Problem details: Transcribe all the records with complete accuracy.

Entries provided:
=-=-=-=-=
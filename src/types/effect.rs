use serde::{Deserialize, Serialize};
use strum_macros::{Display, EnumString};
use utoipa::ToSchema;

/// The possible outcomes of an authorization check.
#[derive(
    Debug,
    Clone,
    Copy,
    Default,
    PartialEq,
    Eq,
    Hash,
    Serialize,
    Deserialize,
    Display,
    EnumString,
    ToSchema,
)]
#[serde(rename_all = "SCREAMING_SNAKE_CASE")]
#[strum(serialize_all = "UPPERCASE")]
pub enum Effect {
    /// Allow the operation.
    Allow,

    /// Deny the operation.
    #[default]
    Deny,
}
=-=-=-=-=
Exercise output:
filename src/types/effect.rs
use serde::{Deserialize, Serialize};
use strum_macros::{Display, EnumString};
use utoipa::ToSchema;

/// The possible outcomes of an authorization check.
#[derive(
    Debug,
    Clone,
    Copy,
    Default,
    PartialEq,
    Eq,
    Hash,
    Serialize,
    Deserialize,
    Display,
    EnumString,
    ToSchema,
)]
#[serde(rename_all = "SCREAMING_SNAKE_CASE")]
#[strum(serialize_all = "UPPERCASE")]
pub enum Effect {
    /// Allow the operation.
    Allow,

    /// Deny the operation.
    #[default]
    Deny,
}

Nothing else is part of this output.